Viernes, 05 Marzo 2021 02:27

Robo millonario de vacas: fueron imputados por abigeato “triplemente agravado” un exdiputado y su hijo

SANTA FE.- El exdiputado provincial por el radicalismo, abogado y productor agropecuario, Hernán Agú, de 66 años; su hijo, el contador Emilio Agú, de 25 años y el peón Leonardo Fabio Balzaretti, fueron imputados por abigeato triplemente agravado y asociación ilícita, delitos con penas de hasta 20 años de prisión, por el robo de unas 400 cabezas de ganado de la estancia “Las Gamitas”, en la zona de los Bajos Submeridionales, departamento Vera, en el extremo norte de esta provincia, propiedad del empresario de origen italiano Domingo Iannozzi.

En la audiencia imputativa, el fiscal Nicolás Maglier los acusó de apoderarse de casi 400 cabezas de ganado. Se había denunciado la desaparición de 2000 pero aparecieron 400. “La conducta demostrada socavó el orden público”, afirmó. Durante la audiencia, según el Código Penal vigente se recordó que el delito de abigeato triplemente agravado es por la participación de tres o más personas, la adulteración de marcas y señales en los bovinos y por la experiencia en la actividad ganadera que tienen dos de ellos.

El fiscal les atribuyó, además, como calificación legal provisoria, tener una asociación ilícita con “participación y jefatura” definidas. Reseñó que la denuncia originante de la presente causa fue radicada el 19 de febrero por el administrador de la estancia “Las Gamitas”, Bernabé Li Caussi, por el faltante que se estimó en cerca de 2000 cabezas.

Al explicitar sus argumentos, Maglier les endilgó a los detenidos “haber actuado en forma conjunta en el apoderamiento de 369 cabezas de ganado vacuno, categoría vacas, 120 crías y dos animales que pertenecen al damnificado Abel Flores (otro ganadero de la zona), aplicando en la mayoría de los casos la mecánica de adulteración de marcas y señales.

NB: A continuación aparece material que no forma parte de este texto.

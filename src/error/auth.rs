//! Errors raised by the login, session and two-factor flows.

use thiserror::Error;

use super::AppError;

#[derive(Debug, Error)]
pub enum AuthError {
    #[error("Invalid email or password")]
    InvalidCredentials,

    #[error("The user is not authenticated")]
    NotAuthenticated,

    #[error("Invalid two-factor code")]
    InvalidTwoFactorCode,

    #[error("Two-factor authentication is not configured for this account")]
    TwoFactorNotConfigured,

    #[error("Two-factor challenge is invalid or has expired")]
    ChallengeInvalid,

    /// Unknown and expired tokens are deliberately indistinguishable.
    #[error("Token not found")]
    TokenNotFound,

    #[error("Password must be at least {min} characters")]
    WeakPassword { min: usize },

    #[error("Email is already registered")]
    EmailTaken,

    #[error("Administrator privileges required")]
    AdminRequired,
}

impl From<AuthError> for AppError {
    fn from(err: AuthError) -> Self {
        match err {
            AuthError::InvalidCredentials
            | AuthError::NotAuthenticated
            | AuthError::InvalidTwoFactorCode
            | AuthError::ChallengeInvalid => Self::auth(err.to_string()),
            AuthError::TwoFactorNotConfigured | AuthError::WeakPassword { .. } => {
                Self::validation(err.to_string(), None)
            }
            AuthError::TokenNotFound => Self::not_found("token", "provided"),
            AuthError::EmailTaken => Self::conflict("user", "email"),
            AuthError::AdminRequired => Self::permission(err.to_string()),
        }
    }
}
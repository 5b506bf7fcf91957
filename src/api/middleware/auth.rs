//! # 认证中间件
//!
//! 从 `Authorization: Bearer <token>` 或 `session_token` Cookie 中提取会话令牌，
//! 校验后把用户信息注入到请求扩展中。

use axum::extract::{Request, State};
use axum::http::HeaderMap;
use axum::http::header::{AUTHORIZATION, COOKIE};
use axum::middleware::Next;
use axum::response::Response;
use entity::users;
use std::sync::Arc;

use super::request_id::RequestId;
use crate::api::response;
use crate::api::server::AppState;
use crate::error::{AuthError, Result};
use crate::logging::{LogComponent, LogStage, log_request_error};

/// 会话 Cookie 名称
pub const SESSION_COOKIE: &str = "session_token";

/// 包含认证用户信息的上下文
#[derive(Debug, Clone)]
pub struct AuthContext {
    pub user: users::Model,
    pub session_token: String,
}

impl AuthContext {
    #[must_use]
    pub const fn user_id(&self) -> i32 {
        self.user.id
    }
}

/// 提取会话令牌，Bearer 优先于 Cookie
#[must_use]
pub fn extract_session_token(headers: &HeaderMap) -> Option<String> {
    let bearer = headers
        .get(AUTHORIZATION)
        .and_then(|value| value.to_str().ok())
        .and_then(|value| value.strip_prefix("Bearer "))
        .map(str::trim)
        .filter(|token| !token.is_empty());
    if let Some(token) = bearer {
        return Some(token.to_string());
    }

    headers
        .get_all(COOKIE)
        .iter()
        .filter_map(|value| value.to_str().ok())
        .flat_map(|value| value.split(';'))
        .filter_map(|pair| pair.trim().split_once('='))
        .find(|(name, _)| *name == SESSION_COOKIE)
        .map(|(_, token)| token.trim().to_string())
        .filter(|token| !token.is_empty())
}

/// 解析请求的登录态；无令牌或令牌无效返回 `None`
pub async fn resolve_auth(state: &AppState, headers: &HeaderMap) -> Result<Option<AuthContext>> {
    let Some(token) = extract_session_token(headers) else {
        return Ok(None);
    };
    Ok(state
        .auth
        .authenticate(&token)
        .await?
        .map(|authenticated| AuthContext {
            user: authenticated.user,
            session_token: token,
        }))
}

/// Axum认证中间件
pub async fn require_session(State(state): State<AppState>, mut request: Request, next: Next) -> Response {
    let request_id = request
        .extensions()
        .get::<RequestId>()
        .map_or_else(|| "unknown".to_string(), ToString::to_string);

    match resolve_auth(&state, request.headers()).await {
        Ok(Some(context)) => {
            request.extensions_mut().insert(Arc::new(context));
            next.run(request).await
        }
        Ok(None) => response::app_error(AuthError::NotAuthenticated.into()),
        Err(err) => {
            log_request_error(
                &request_id,
                LogStage::Authentication,
                LogComponent::Session,
                "resolve_session",
                "会话校验失败",
                &err,
            );
            response::app_error(err)
        }
    }
}

#[cfg(test)]
mod tests {
    use super::*;
    use axum::http::HeaderValue;

    #[test]
    fn test_bearer_token() {
        let mut headers = HeaderMap::new();
        headers.insert(AUTHORIZATION, HeaderValue::from_static("Bearer abc123"));
        headers.insert(COOKIE, HeaderValue::from_static("session_token=fromcookie"));
        assert_eq!(extract_session_token(&headers).as_deref(), Some("abc123"));
    }

    #[test]
    fn test_cookie_token() {
        let mut headers = HeaderMap::new();
        headers.insert(
            COOKIE,
            HeaderValue::from_static("theme=dark; session_token=deadbeef; other=1"),
        );
        assert_eq!(extract_session_token(&headers).as_deref(), Some("deadbeef"));
    }

    #[test]
    fn test_no_token() {
        let mut headers = HeaderMap::new();
        headers.insert(AUTHORIZATION, HeaderValue::from_static("Basic dXNlcjpwdw=="));
        assert_eq!(extract_session_token(&headers), None);
    }
}
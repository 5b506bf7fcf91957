//! # 日志配置模块
//!
//! 提供结构化日志宏（`linfo!` / `lwarn!` / `lerror!` / `ldebug!`）与日志系统初始化。
//! 每条日志都带有 `request_id`、`stage`、`component`、`operation` 四个字段，便于检索。

use std::env;
use std::fmt;
use tracing_subscriber::{EnvFilter, fmt as tracing_fmt, layer::SubscriberExt, util::SubscriberInitExt};

use crate::error::{AppError, ErrorCategory};

/// 请求处理阶段
#[derive(Debug, Clone, Copy, PartialEq, Eq)]
pub enum LogStage {
    Startup,
    Shutdown,
    Configuration,
    RequestStart,
    Authentication,
    Webhook,
    Reconcile,
    Db,
    ExternalApi,
    BackgroundTask,
    Internal,
}

impl fmt::Display for LogStage {
    fn fmt(&self, f: &mut fmt::Formatter<'_>) -> fmt::Result {
        let name = match self {
            Self::Startup => "startup",
            Self::Shutdown => "shutdown",
            Self::Configuration => "configuration",
            Self::RequestStart => "request_start",
            Self::Authentication => "authentication",
            Self::Webhook => "webhook",
            Self::Reconcile => "reconcile",
            Self::Db => "db",
            Self::ExternalApi => "external_api",
            Self::BackgroundTask => "background_task",
            Self::Internal => "internal",
        };
        f.write_str(name)
    }
}

/// 产生日志的组件
#[derive(Debug, Clone, Copy, PartialEq, Eq)]
pub enum LogComponent {
    Main,
    Config,
    Database,
    ServerSetup,
    Auth,
    Session,
    LoginHistory,
    TwoFactor,
    Email,
    Stripe,
    Subscription,
    Api,
}

impl fmt::Display for LogComponent {
    fn fmt(&self, f: &mut fmt::Formatter<'_>) -> fmt::Result {
        let name = match self {
            Self::Main => "main",
            Self::Config => "config",
            Self::Database => "database",
            Self::ServerSetup => "server_setup",
            Self::Auth => "auth",
            Self::Session => "session",
            Self::LoginHistory => "login_history",
            Self::TwoFactor => "two_factor",
            Self::Email => "email",
            Self::Stripe => "stripe",
            Self::Subscription => "subscription",
            Self::Api => "api",
        };
        f.write_str(name)
    }
}

/// 结构化 info 日志
#[macro_export]
macro_rules! linfo {
    ($request_id:expr, $stage:expr, $component:expr, $operation:expr, $description:expr $(, $($fields:tt)+)?) => {
        ::tracing::info!(
            request_id = %$request_id,
            stage = %$stage,
            component = %$component,
            operation = $operation,
            $($($fields)+,)?
            "{}",
            $description
        )
    };
}

/// 结构化 warn 日志
#[macro_export]
macro_rules! lwarn {
    ($request_id:expr, $stage:expr, $component:expr, $operation:expr, $description:expr $(, $($fields:tt)+)?) => {
        ::tracing::warn!(
            request_id = %$request_id,
            stage = %$stage,
            component = %$component,
            operation = $operation,
            $($($fields)+,)?
            "{}",
            $description
        )
    };
}

/// 结构化 error 日志
#[macro_export]
macro_rules! lerror {
    ($request_id:expr, $stage:expr, $component:expr, $operation:expr, $description:expr $(, $($fields:tt)+)?) => {
        ::tracing::error!(
            request_id = %$request_id,
            stage = %$stage,
            component = %$component,
            operation = $operation,
            $($($fields)+,)?
            "{}",
            $description
        )
    };
}

/// 结构化 debug 日志
#[macro_export]
macro_rules! ldebug {
    ($request_id:expr, $stage:expr, $component:expr, $operation:expr, $description:expr $(, $($fields:tt)+)?) => {
        ::tracing::debug!(
            request_id = %$request_id,
            stage = %$stage,
            component = %$component,
            operation = $operation,
            $($($fields)+,)?
            "{}",
            $description
        )
    };
}

/// 记录 HTTP 处理器中的错误：客户端错误记 warn，服务端错误记 error
pub fn log_request_error(
    request_id: &str,
    stage: LogStage,
    component: LogComponent,
    operation: &str,
    description: &str,
    err: &AppError,
) {
    match err.category() {
        ErrorCategory::Client => {
            lwarn!(request_id, stage, component, operation, &format!("{description}: {err}"));
        }
        ErrorCategory::Server => {
            lerror!(request_id, stage, component, operation, &format!("{description}: {err:?}"));
        }
    }
}

/// 初始化日志系统
pub fn init_logging(log_level: Option<&str>) {
    let level = log_level.unwrap_or("info");

    // 默认关闭 SQL 语句级日志
    let default_filter = format!(
        "{level},house_membership=debug,sqlx::query=off,sea_orm::query=warn,sqlx=warn"
    );

    tracing_subscriber::registry()
        .with(EnvFilter::try_from_default_env().unwrap_or_else(|_| default_filter.into()))
        .with(
            tracing_fmt::layer()
                .with_target(true)
                .with_level(true)
                .with_thread_ids(false)
                .with_thread_names(false)
                .with_file(false)
                .with_line_number(false)
                .compact(),
        )
        .init();

    if env::var("RUST_LOG").is_ok_and(|v| v.contains("sqlx::query=info") || v.contains("sqlx::query=debug")) {
        tracing::info!("🔍 SQLx database query logging enabled");
    }
}

#[cfg(test)]
mod tests {
    use super::*;

    #[test]
    fn test_stage_and_component_display() {
        assert_eq!(LogStage::Webhook.to_string(), "webhook");
        assert_eq!(LogStage::ExternalApi.to_string(), "external_api");
        assert_eq!(LogComponent::TwoFactor.to_string(), "two_factor");
        assert_eq!(LogComponent::LoginHistory.to_string(), "login_history");
    }

    #[test]
    fn test_macros_accept_extra_fields() {
        linfo!("system", LogStage::Startup, LogComponent::Main, "macro_check", "plain");
        lwarn!(
            "system",
            LogStage::Webhook,
            LogComponent::Stripe,
            "macro_check",
            &format!("with fields {}", 1),
            alert = true,
            event_type = "invoice.payment_failed"
        );
    }
}
//! # The 33rd House 会员服务主程序

use clap::{Parser, Subcommand};
use std::path::PathBuf;
use std::sync::Arc;

use house_membership::{
    AppError, Result,
    api::ApiServer,
    app::AppContext,
    config::ConfigManager,
    database, lerror, linfo,
    logging::{self, LogComponent, LogStage},
};

#[derive(Debug, Parser)]
#[command(name = "house33", version, about = "The 33rd House membership backend")]
struct Cli {
    /// 配置文件路径，缺省时按 HOUSE_CONFIG_PATH / RUST_ENV 查找
    #[arg(short, long)]
    config: Option<PathBuf>,

    /// 日志级别，覆盖默认过滤规则
    #[arg(long)]
    log_level: Option<String>,

    #[command(subcommand)]
    command: Option<Command>,
}

#[derive(Debug, Subcommand)]
enum Command {
    /// 运行迁移并启动 HTTP 服务（默认）
    Serve,
    /// 只运行数据库迁移
    Migrate,
}

#[tokio::main]
async fn main() -> Result<()> {
    let cli = Cli::parse();
    logging::init_logging(cli.log_level.as_deref());

    let config_manager = match &cli.config {
        Some(path) => ConfigManager::from_file(path)?,
        None => ConfigManager::load()?,
    };
    let config = config_manager.into_config();
    config.validate().map_err(AppError::config)?;

    let db = database::init_database(&config.database).await?;
    database::run_migrations(&db).await?;

    if matches!(cli.command, Some(Command::Migrate)) {
        linfo!(
            "system",
            LogStage::Startup,
            LogComponent::Database,
            "migrate_only",
            "数据库迁移完成，退出"
        );
        return Ok(());
    }

    let context = Arc::new(AppContext::build(Arc::new(config), Arc::new(db))?);

    linfo!(
        "system",
        LogStage::Startup,
        LogComponent::Main,
        "service_starting",
        "服务启动"
    );
    if let Err(e) = ApiServer::new(context).serve().await {
        lerror!(
            "system",
            LogStage::Startup,
            LogComponent::Main,
            "service_start_failed",
            &format!("服务启动失败: {e:?}")
        );
        std::process::exit(1);
    }

    linfo!(
        "system",
        LogStage::Shutdown,
        LogComponent::Main,
        "service_shutdown",
        "服务正常关闭"
    );
    Ok(())
}
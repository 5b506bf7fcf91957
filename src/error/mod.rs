//! The unified error handling system for the application.

// 1. Core Types
pub use auth::AuthError;
pub use billing::BillingError;
pub use types::AppError;

/// A unified `Result` type for the entire application.
///
/// All functions that can fail should return this type.
pub type Result<T> = std::result::Result<T, AppError>;

// 2. Module declarations
pub mod auth;
pub mod billing;
pub mod conversion;
pub mod macros;
pub mod types;

// 3. Context Trait for adding context to errors.
pub trait Context<T, E> {
    #[track_caller]
    fn context<C>(self, context: C) -> Result<T>
    where
        C: std::fmt::Display;

    #[track_caller]
    fn with_context<C, F>(self, context: F) -> Result<T>
    where
        F: FnOnce() -> C,
        C: std::fmt::Display;
}

impl<T, E> Context<T, E> for std::result::Result<T, E>
where
    E: Into<AppError>,
{
    #[track_caller]
    fn context<C>(self, context: C) -> Result<T>
    where
        C: std::fmt::Display,
    {
        self.with_context(|| context)
    }

    #[track_caller]
    fn with_context<C, F>(self, context: F) -> Result<T>
    where
        F: FnOnce() -> C,
        C: std::fmt::Display,
    {
        match self {
            Ok(value) => Ok(value),
            Err(error) => {
                let context_message = context().to_string();
                Err(AppError::Context {
                    context: context_message,
                    source: Box::new(error.into()),
                })
            }
        }
    }
}

// 4. Error Category for monitoring and alerting.
#[derive(Debug, Clone, Copy, PartialEq, Eq, Hash)]
pub enum ErrorCategory {
    /// Errors caused by the client (e.g., bad input, invalid credentials).
    /// Corresponds to 4xx HTTP status codes.
    Client,
    /// Errors caused by the server or its dependencies.
    /// Corresponds to 5xx HTTP status codes.
    Server,
}

#[cfg(test)]
mod tests;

Con respecto al delito de asociación ilícita, dijo que se concretó con fines de “abigeato habitual, con estructura jerárquica y entramado criminal”. Agregó que la conducta demostrada socavó el orden público.

La audiencia imputativa se realizó por Zoom y estuvo presidida por el juez de Instrucción Penal Preparatoria, Gonzalo Basualdo. Por el Ministerio Público de la Acusación (MPA), junto al fiscal del caso, estuvo el fiscal regional Rubén Martínez. En tanto, los abogados defensores fueron Hernán Albrech, Marcelo Venetucci y Jose Manuel Agú (por Agú padre e hijo), y Sixto González (por Balzaretti). A su vez, los abogados Andrés Ghío y Ricardo Degoumois representaron como querellantes a la víctima Domingo Ianozzi.

Lo que viene

En tanto, aún no se confirmó si esta misma semana se realizará la audiencia imputativa a otros tres detenidos en la misma causa. Se trata de Darío Osvaldo Acevedo (29 años, con domicilio en Villa Angela, Chaco), Jesús Maximiliano Balzaretti (22 años) y Diego Hernán Balzaretti (25 años), estos últimos radicados en Cañada Ombú y hermanos de Leonardo Balzaretti, puestero del campo propiedad del exdiputado provincial Agú.

Como informó este diario, los Agú y el puestero fueron detenidos el domingo pasado en tanto los restantes recién este martes. Todos los nombrados permanecen alojados en la Alcaidía de la Policía de Vera. Toda la hacienda rescatada fue trasladada a la Estancia “Las Gamitas”, propiedad del denunciante.

Con los animales secuestrados entre el domingo y ayer ya totalizan 369 los recuperados. La gran mayoría pertenecen a Iannozzi y unos pocos de la Sucesión Flores, una empresa de origen chaqueño que incursiona desde hace varios años en la cría de ganado en esa parte de esta provincia.

Según los investigadores, no hay certezas sobre el destino del resto de la hacienda que fue robada. Se estima que gran parte de la misma ya fue derivada a frigoríficos de otras provincias.

La estancia “Las Gamitas”, propiedad de Iannozzi, tiene 70.000 hectáreas y según las declaraciones juradas, hay 25.000 animales. Está ubicada cerca de Los Tábanos (373 kilómetros de esta capital).

Según los investigadores, el robo “no fue de una sola vez”, sino una “reiteración delictiva que se iba dando de una misma forma, diríamos un robo hormiga. Esto abre otra línea de investigación y que tiene que ver con cómo lograban estos animales ingresar luego al circuito de faena y comercialización”, precisaron investigadores.